Industry leaders meet to ensure joined up approach to tackling transport decarbonisation

 
Transport secretary Grant Shapps this week launched the first meeting of the Net Zero Transport Board to help guide the decarbonisation of UK transport.

The board brings together high-profile leaders from a range of fields including behavioural change and policy, as well as experts from a number of prominent industry sectors including environment, science, aviation and technology. The meetings aim to create a collaborative and joined up approach to tackling the wide-ranging issue of transport decarbonisation.

The first meeting allowed Shapps, transport minister Rachel Maclean and minister for clean growth Kwasi Kwarteng to hear from high-profile expert stakeholders on what steps they feel government should be taking to ensure a green recovery from coronavirus (Covid-19) and the associated economic impact.

The agenda covered what further action the government should be taking to support jobs and the economy in line with the UK’s transport decarbonisation goals with Shapps highlighting the government’s aim for two million jobs by 2030 in the low carbon economy and its supply chains, up from 460,000 today.

Shapps said many of the actions being taken to deliver net zero are investments that will also stimulate the economy and grow new low carbon industries across the UK.

“Transport has a huge part to play in tackling climate change and today’s meeting is another important step for this country on our road to net zero,” he added.

“Clearly our ground-breaking transport decarbonisation plan must be shaped by the best brains and informed by the widest array of expertise and experience.

“I’m determined to build a greener, healthier, more prosperous Britain for future generations and I have no doubt that the Net Zero Transport Board will play an integral part in our green recovery.”

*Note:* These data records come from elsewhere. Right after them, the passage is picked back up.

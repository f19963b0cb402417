//! This module contains generic algorithms used by the strategies.

pub mod math;
#[cfg(test)]
#[path = "../../tests/unit/utils/window_test.rs"]
mod window_test;

use std::collections::VecDeque;

/// A bounded collection which keeps only the most recently added items.
#[derive(Clone, Debug)]
pub struct SlidingWindow<T> {
    items: VecDeque<T>,
    capacity: usize,
}

impl<T> SlidingWindow<T> {
    /// Creates a new window with given capacity. Zero capacity means unbounded.
    pub fn new(capacity: usize) -> Self {
        Self { items: VecDeque::with_capacity(capacity.min(1024)), capacity }
    }

    /// Adds an item, evicting the oldest one when the window is full.
    pub fn push(&mut self, item: T) {
        if self.capacity > 0 && self.items.len() == self.capacity {
            self.items.pop_front();
        }

        self.items.push_back(item);
    }

    /// Adds many items in given order.
    pub fn extend<I: IntoIterator<Item = T>>(&mut self, items: I) {
        items.into_iter().for_each(|item| self.push(item));
    }

    /// Returns an iterator from the oldest item to the newest one.
    pub fn iter(&self) -> impl Iterator<Item = &T> {
        self.items.iter()
    }

    /// Returns amount of kept items.
    pub fn len(&self) -> usize {
        self.items.len()
    }

    /// Returns true if window has no items.
    pub fn is_empty(&self) -> bool {
        self.items.is_empty()
    }

    /// Removes all items.
    pub fn clear(&mut self) {
        self.items.clear()
    }
}
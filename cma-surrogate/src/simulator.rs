//! A driver which wires a problem to an ask/tell strategy and runs generations until the
//! termination criteria is met.

#[cfg(test)]
#[path = "../tests/unit/simulator_test.rs"]
mod simulator_test;

use crate::config::TerminationConfig;
use crate::engine::Candidate;
use crate::problem::Problem;
use crate::strategies::AskTell;
use crate::telemetry::{StatisticsSink, Telemetry, TelemetryMetrics, TelemetryMode};
use crate::termination::*;
use crate::utils::*;

/// Default limit of generations used when no termination is configured.
pub const DEFAULT_MAX_GENERATIONS: usize = 1000;

/// A result of the simulation.
pub struct SimulationResult {
    /// Best true evaluated point found during the whole run.
    pub best: Option<(Point, Float)>,
    /// Running best fitness after every generation.
    pub history: Vec<Float>,
    /// Amount of closed generations.
    pub generations: usize,
    /// Amount of true feasibility checks made to fill generations.
    pub feasibility_checks: usize,
    /// Amount of true fitness evaluations.
    pub fitness_evaluations: usize,
    /// Amount of true feasibility checks made to verify classifier predictions.
    pub a_posteriori_checks: usize,
    /// Collected telemetry metrics, if requested.
    pub metrics: Option<TelemetryMetrics>,
}

/// An entity which simulates optimization process.
pub struct Simulator<P, S>
where
    P: Problem,
    S: AskTell,
{
    problem: P,
    strategy: S,
    termination: Box<dyn Termination + Send + Sync>,
    telemetry: Telemetry,
    environment: Environment,
}

impl<P, S> Simulator<P, S>
where
    P: Problem,
    S: AskTell,
{
    /// Runs generations until termination. Fails on the first optimization error.
    pub fn run(self) -> GenericResult<SimulationResult> {
        let Self { problem, mut strategy, mut termination, mut telemetry, environment } = self;
        let is_parallel = environment.is_parallel;

        let mut result = SimulationResult {
            best: None,
            history: vec![],
            generations: 0,
            feasibility_checks: 0,
            fitness_evaluations: 0,
            a_posteriori_checks: 0,
            metrics: None,
        };

        telemetry.on_start(&strategy.run_constants())?;

        loop {
            let generation_time = Timer::start();

            loop {
                let pending = strategy.ask_pending_solutions()?;
                let feasibility = maybe_parallel_collect(&pending, is_parallel, |point| problem.is_feasible(point));
                result.feasibility_checks += pending.len();

                if strategy.tell_feasibility(pending.into_iter().zip(feasibility).collect())? {
                    break;
                }
            }

            let evaluated = maybe_parallel_collect(strategy.ask_valid_solutions(), is_parallel, |point| {
                Candidate::new(point.clone()).with_fitness(problem.fitness(point)).with_penalty(problem.penalty(point))
            });
            result.fitness_evaluations += evaluated.len();
            strategy.tell_fitness(evaluated)?;

            let a_posteriori = strategy.ask_a_posteriori_solutions().iter().map(|(point, _)| point.clone()).collect::<Vec<_>>();
            let actual = maybe_parallel_collect(&a_posteriori, is_parallel, |point| problem.is_feasible(point));
            result.a_posteriori_checks += actual.len();
            strategy.tell_a_posteriori_feasibility(actual.as_slice())?;

            if let Some((point, fitness)) = strategy.ask_best_solution() {
                let is_improved = result.best.as_ref().is_none_or(|(_, best_fitness)| fitness < *best_fitness);
                if is_improved {
                    result.best = Some((point.clone(), fitness));
                }
            }

            let best_fitness = result.best.as_ref().map_or(Float::INFINITY, |(_, fitness)| *fitness);
            let generation = strategy.engine().generation();

            result.history.push(best_fitness);
            result.generations = generation;

            let is_terminated = termination.is_termination(generation, best_fitness);

            if let Some(record) = strategy.ask_statistics() {
                telemetry.on_generation(record, termination.estimate(generation, best_fitness), generation_time)?;
            }

            if is_terminated {
                break;
            }
        }

        telemetry.on_result(result.best.as_ref().map(|(point, fitness)| (point, *fitness)));
        if let Some((_, fitness)) = result.best.as_ref() {
            telemetry.log(format!("\tdistance to optimum: {:.6e}", (fitness - problem.optimum_fitness()).abs()).as_str());
        }

        result.metrics = telemetry.take_metrics();

        Ok(result)
    }
}

/// Provides configurable way to build simulator using fluent interface style.
pub struct SimulatorBuilder<P, S>
where
    P: Problem,
    S: AskTell,
{
    problem: Option<P>,
    strategy: Option<S>,
    environment: Environment,
    termination: Option<Box<dyn Termination + Send + Sync>>,
    termination_config: TerminationConfig,
    telemetry_mode: TelemetryMode,
    sinks: Vec<Box<dyn StatisticsSink>>,
}

impl<P, S> Default for SimulatorBuilder<P, S>
where
    P: Problem,
    S: AskTell,
{
    fn default() -> Self {
        Self {
            problem: None,
            strategy: None,
            environment: Environment::default(),
            termination: None,
            termination_config: TerminationConfig::default(),
            telemetry_mode: TelemetryMode::None,
            sinks: vec![],
        }
    }
}

impl<P, S> SimulatorBuilder<P, S>
where
    P: Problem,
    S: AskTell,
{
    /// Sets the optimized problem.
    pub fn with_problem(mut self, problem: P) -> Self {
        self.problem = Some(problem);
        self
    }

    /// Sets the constraint resolution strategy.
    pub fn with_strategy(mut self, strategy: S) -> Self {
        self.strategy = Some(strategy);
        self
    }

    /// Sets environment. Default is stdout logger, entropy seeded random and parallel evaluation.
    pub fn with_environment(mut self, environment: Environment) -> Self {
        self.environment = environment;
        self
    }

    /// Sets max generations to be run. Default is 1000 when no other criteria is set.
    pub fn with_max_generations(mut self, limit: Option<usize>) -> Self {
        self.termination_config.max_generations = limit;
        self
    }

    /// Sets accuracy of reaching the problem optimum as termination criteria.
    pub fn with_target_accuracy(mut self, accuracy: Option<Float>) -> Self {
        self.termination_config.target_accuracy = accuracy;
        self
    }

    /// Sets minimal change of best fitness between two generations as termination criteria.
    pub fn with_convergence(mut self, distance: Option<Float>) -> Self {
        self.termination_config.convergence = distance;
        self
    }

    /// Sets all termination criteria at once.
    pub fn with_termination_config(mut self, config: TerminationConfig) -> Self {
        self.termination_config = config;
        self
    }

    /// Sets a custom termination which replaces configured criteria.
    pub fn with_termination(mut self, termination: Box<dyn Termination + Send + Sync>) -> Self {
        self.termination = Some(termination);
        self
    }

    /// Sets telemetry mode. Default is no telemetry.
    pub fn with_telemetry_mode(mut self, mode: TelemetryMode) -> Self {
        self.telemetry_mode = mode;
        self
    }

    /// Adds a statistics sink.
    pub fn with_sink(mut self, sink: Box<dyn StatisticsSink>) -> Self {
        self.sinks.push(sink);
        self
    }

    fn get_termination(
        logger: &InfoLogger,
        config: TerminationConfig,
        optimum_fitness: Float,
    ) -> Box<dyn Termination + Send + Sync> {
        let TerminationConfig { max_generations, target_accuracy, convergence } = config;

        let terminations: Vec<Box<dyn Termination + Send + Sync>> = match (max_generations, target_accuracy, convergence) {
            (None, None, None) => {
                (logger)(format!("configured to use default max-generations ({DEFAULT_MAX_GENERATIONS})").as_str());
                vec![Box::new(MaxGeneration::new(DEFAULT_MAX_GENERATIONS))]
            }
            _ => {
                let mut terminations: Vec<Box<dyn Termination + Send + Sync>> = vec![];

                if let Some(limit) = max_generations {
                    (logger)(format!("configured to use max-generations: {limit}").as_str());
                    terminations.push(Box::new(MaxGeneration::new(limit)));
                }

                if let Some(accuracy) = target_accuracy {
                    (logger)(
                        format!("configured to use target fitness: {optimum_fitness}, accuracy: {accuracy}").as_str(),
                    );
                    terminations.push(Box::new(TargetProximity::new(optimum_fitness, accuracy)));
                }

                if let Some(distance) = convergence {
                    (logger)(format!("configured to use convergence distance: {distance}").as_str());
                    terminations.push(Box::new(Convergence::new(distance)));
                }

                terminations
            }
        };

        Box::new(CompositeTermination::new(terminations))
    }

    /// Builds the simulator.
    pub fn build(self) -> GenericResult<Simulator<P, S>> {
        let problem = self.problem.ok_or_else(|| "missing problem".to_string())?;
        let strategy = self.strategy.ok_or_else(|| "missing strategy".to_string())?;
        let logger = self.environment.logger.clone();

        let termination = if let Some(termination) = self.termination {
            (logger)("configured to use a custom termination");
            termination
        } else {
            Self::get_termination(&logger, self.termination_config, problem.optimum_fitness())
        };

        let telemetry = self.sinks.into_iter().fold(Telemetry::new(self.telemetry_mode), |telemetry, sink| telemetry.with_sink(sink));

        Ok(Simulator { problem, strategy, termination, telemetry, environment: self.environment })
    }
}
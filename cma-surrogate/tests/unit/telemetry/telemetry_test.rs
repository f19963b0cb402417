use super::*;
use crate::helpers::telemetry::*;

struct CountingSink {
    generations: std::sync::Arc<std::sync::Mutex<Vec<usize>>>,
}

impl StatisticsSink for CountingSink {
    fn on_constants(&mut self, _: &RunConstants) -> GenericResult<()> {
        Ok(())
    }

    fn on_generation(&mut self, record: &GenerationRecord) -> GenericResult<()> {
        self.generations.lock().unwrap().push(record.generation);
        Ok(())
    }
}

fn run_generations(telemetry: &mut Telemetry, amount: usize) {
    telemetry.on_start(&create_test_constants()).unwrap();
    (1..=amount).for_each(|generation| {
        telemetry.on_generation(&create_test_record(generation, 1. / generation as Float), 0.5, Timer::start()).unwrap()
    });
}

#[test]
fn can_collect_metrics_with_window() {
    let mut telemetry = Telemetry::new(TelemetryMode::OnlyMetrics { track_generation: 2, max_tracked: 3 });

    run_generations(&mut telemetry, 10);
    let metrics = telemetry.take_metrics().unwrap();

    assert_eq!(metrics.generations, 10);
    assert_eq!(metrics.evolution.iter().map(|record| record.generation).collect::<Vec<_>>(), vec![6, 8, 10]);
}

parameterized_test! {can_take_metrics_depending_on_mode, (mode, expected), {
    let mut telemetry = Telemetry::new(mode);

    run_generations(&mut telemetry, 2);

    assert_eq!(telemetry.take_metrics().is_some(), expected);
}}

can_take_metrics_depending_on_mode! {
    case01_none: (TelemetryMode::None, false),
    case02_only_logging: (TelemetryMode::OnlyLogging { logger: std::sync::Arc::new(|_| {}), log_best: 1, log_statistics: 1 }, false),
    case03_only_metrics: (TelemetryMode::OnlyMetrics { track_generation: 1, max_tracked: 10 }, true),
    case04_all: (TelemetryMode::All {
        logger: std::sync::Arc::new(|_| {}), log_best: 1, log_statistics: 1, track_generation: 1, max_tracked: 10
    }, true),
}

#[test]
fn can_log_with_given_frequency() {
    let (logger, messages) = create_capturing_logger();
    let mut telemetry = Telemetry::new(TelemetryMode::OnlyLogging { logger, log_best: 2, log_statistics: 5 });

    run_generations(&mut telemetry, 5);
    telemetry.on_result(None);

    let messages = messages.lock().unwrap();
    assert!(messages[0].contains("started cma-es with mu=2, lambda=4, dimension=2"));
    assert_eq!(messages.iter().filter(|msg| msg.contains("best fitness:")).count(), 2);
    assert_eq!(messages.iter().filter(|msg| msg.contains("axis ratio: 2.000")).count(), 1);
    assert!(messages.iter().any(|msg| msg.contains("total generations: 5")));
    assert_eq!(messages.last().map(String::as_str), Some("no solutions found"));
}

#[test]
fn can_log_classifier_statistics() {
    let (logger, messages) = create_capturing_logger();
    let mut telemetry = Telemetry::new(TelemetryMode::OnlyLogging { logger, log_best: 100, log_statistics: 1 });
    let mut record = create_test_record(1, 0.);
    record.confusion_matrix = Some(crate::metrics::ConfusionMatrix { tp: 2, fp: 0, tn: 0, fn_: 0 });

    telemetry.on_generation(&record, 0., Timer::start()).unwrap();

    let messages = messages.lock().unwrap();
    assert!(messages.iter().any(|msg| msg.contains("tp=2, fp=0, tn=0, fn=0") && msg.contains("mcc: n/a")));
}

#[test]
fn can_push_records_to_sinks_regardless_of_mode() {
    let generations = std::sync::Arc::new(std::sync::Mutex::new(vec![]));
    let sink = CountingSink { generations: generations.clone() };
    let mut telemetry = Telemetry::new(TelemetryMode::None).with_sink(Box::new(sink));

    run_generations(&mut telemetry, 3);

    assert_eq!(*generations.lock().unwrap(), vec![1, 2, 3]);
}
use crate::engine::{Candidate, CmaEs};
use crate::metrics::ConfusionMatrix;
use crate::telemetry::GenerationRecord;
use crate::utils::*;

/// Specifies which protocol call is expected next.
#[derive(Clone, Copy, Debug, PartialEq, Eq)]
pub(crate) enum Phase {
    /// Points are sampled and their true feasibility is collected.
    Sampling,
    /// Enough valid points are collected, fitness is expected.
    Evaluating,
    /// Distribution is updated, a-posteriori feasibility is expected.
    Closing,
}

/// Keeps per generation bookkeeping shared by all strategy variants.
pub(crate) struct GenerationState {
    pub phase: Phase,
    pub target: usize,
    pub max_attempts: usize,
    dimension: usize,
    pub valid: Vec<Point>,
    pub attempts: usize,
    pub infeasible: usize,
    pub repaired: usize,
    pub surrogate_evaluated: usize,
    best: Option<(Point, Float)>,
    worst: Float,
    mean: Float,
    selected: Vec<Point>,
    record: Option<GenerationRecord>,
}

impl GenerationState {
    pub fn new(target: usize, max_attempts: usize, dimension: usize) -> Self {
        Self {
            phase: Phase::Sampling,
            target,
            max_attempts,
            dimension,
            valid: Vec::with_capacity(target),
            attempts: 0,
            infeasible: 0,
            repaired: 0,
            surrogate_evaluated: 0,
            best: None,
            worst: 0.,
            mean: 0.,
            selected: vec![],
            record: None,
        }
    }

    pub fn ensure_phase(&self, expected: Phase, operation: &str) -> OptimizationResult<()> {
        if self.phase == expected {
            Ok(())
        } else {
            Err(OptimizationError::ContractViolation(format!(
                "{operation} is called in {:?} phase, expected {expected:?}",
                self.phase
            )))
        }
    }

    /// Fails when any told point does not belong to the search space.
    pub fn ensure_dimension<'a, I>(&self, mut points: I) -> OptimizationResult<()>
    where
        I: Iterator<Item = &'a Point>,
    {
        match points.find(|point| point.len() != self.dimension) {
            Some(point) => Err(OptimizationError::ContractViolation(format!(
                "point dimension mismatch: expected {}, got {}",
                self.dimension,
                point.len()
            ))),
            None => Ok(()),
        }
    }

    /// Returns amount of valid points still missing.
    pub fn remaining(&self) -> usize {
        self.target.saturating_sub(self.valid.len())
    }

    /// Counts one more sampled point or fails when the limit is reached.
    pub fn register_attempt(&mut self) -> OptimizationResult<()> {
        if self.attempts >= self.max_attempts {
            return Err(OptimizationError::ResamplingExhausted { attempts: self.attempts });
        }

        self.attempts += 1;

        Ok(())
    }

    /// Accepts a valid point unless the target is already reached.
    pub fn accept(&mut self, point: Point) {
        if self.valid.len() < self.target {
            self.valid.push(point);
        }
    }

    /// Switches to evaluation when enough valid points are collected.
    pub fn try_complete_sampling(&mut self) -> bool {
        if self.valid.len() >= self.target {
            self.phase = Phase::Evaluating;
            true
        } else {
            false
        }
    }

    /// Ranks evaluated valid points by score in ascending order, keeping evaluation order for ties.
    pub fn rank<F>(&self, evaluated: Vec<Candidate>, score_fn: F) -> OptimizationResult<Vec<(Point, Float)>>
    where
        F: Fn(&Candidate, Float) -> Float,
    {
        self.ensure_phase(Phase::Evaluating, "tell_fitness")?;

        if evaluated.len() != self.valid.len() {
            return Err(OptimizationError::ContractViolation(format!(
                "expected fitness of {} valid points, got {}",
                self.valid.len(),
                evaluated.len()
            )));
        }

        self.ensure_dimension(evaluated.iter().map(|candidate| &candidate.point))?;

        let mut ranked = evaluated
            .into_iter()
            .map(|candidate| match candidate.fitness {
                Some(fitness) => {
                    let score = score_fn(&candidate, fitness);
                    Ok((candidate.point, score))
                }
                None => Err(OptimizationError::ContractViolation("candidate has no fitness".to_string())),
            })
            .collect::<OptimizationResult<Vec<_>>>()?;

        rank_by_fitness(ranked.as_mut_slice(), |(_, fitness)| *fitness);

        Ok(ranked)
    }

    /// Stores summary of true evaluated points and switches to closing.
    pub fn complete_evaluation(&mut self, ranked: &[(Point, Float)], selected: Vec<Point>, mean: Float) {
        self.best = ranked.first().cloned();
        self.worst = ranked.last().map_or(0., |(_, fitness)| *fitness);
        self.mean = mean;
        self.selected = selected;
        self.valid.clear();
        self.phase = Phase::Closing;
    }

    /// Builds generation record and resets per generation counters.
    pub fn close(&mut self, engine: &CmaEs, confusion_matrix: Option<ConfusionMatrix>) {
        let distribution = engine.distribution();
        let (best_point, best_fitness) =
            self.best.as_ref().map_or((vec![], Float::NAN), |(point, fitness)| (point_to_vec(point), *fitness));

        self.record = Some(GenerationRecord {
            generation: engine.generation(),
            best_fitness,
            worst_fitness: self.worst,
            mean_fitness: self.mean,
            best_point,
            selected: self.selected.iter().map(point_to_vec).collect(),
            sigma: distribution.sigma(),
            covariance: matrix_to_rows(distribution.covariance()),
            eigenvectors: matrix_to_rows(distribution.eigenvectors()),
            scaling: point_to_vec(distribution.scaling()),
            confusion_matrix,
            infeasible: self.infeasible,
            repaired: self.repaired,
            surrogate_evaluated: self.surrogate_evaluated,
        });

        self.attempts = 0;
        self.infeasible = 0;
        self.repaired = 0;
        self.surrogate_evaluated = 0;
        self.phase = Phase::Sampling;
    }

    pub fn best(&self) -> Option<(&Point, Float)> {
        self.best.as_ref().map(|(point, fitness)| (point, *fitness))
    }

    pub fn record(&self) -> Option<&GenerationRecord> {
        self.record.as_ref()
    }
}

The board will also help shape and inform the transport decarbonisation plan coming later this year. It is the first time the UK will lay out its approach to decarbonising every form of transport, setting out a credible and ambitious pathway to delivering transport’s contribution to carbon budgets and to meeting net zero by 2050.

Last year, the UK became the first major economy in the world to pass laws to end its contribution to global warming by 2050. The target will require the UK to bring all greenhouse gas emissions to net zero by 2050, compared with the previous target of at least 80% reduction from 1990 levels.

Alongside the first meeting of the board, the government is also providing an opportunity for the public to feed back their views online on the development of the transport decarbonisation plan.

“The Transport Net Zero Board will be a key component of our ‘greenprint’ for the future,” said Maclean.

“The coronavirus pandemic has led to people making huge changes to the way they live, work and travel, and we want to capitalise and build on the new habits people have developed, as well as champion the power of new, cleaner technologies on our road to a green recovery.”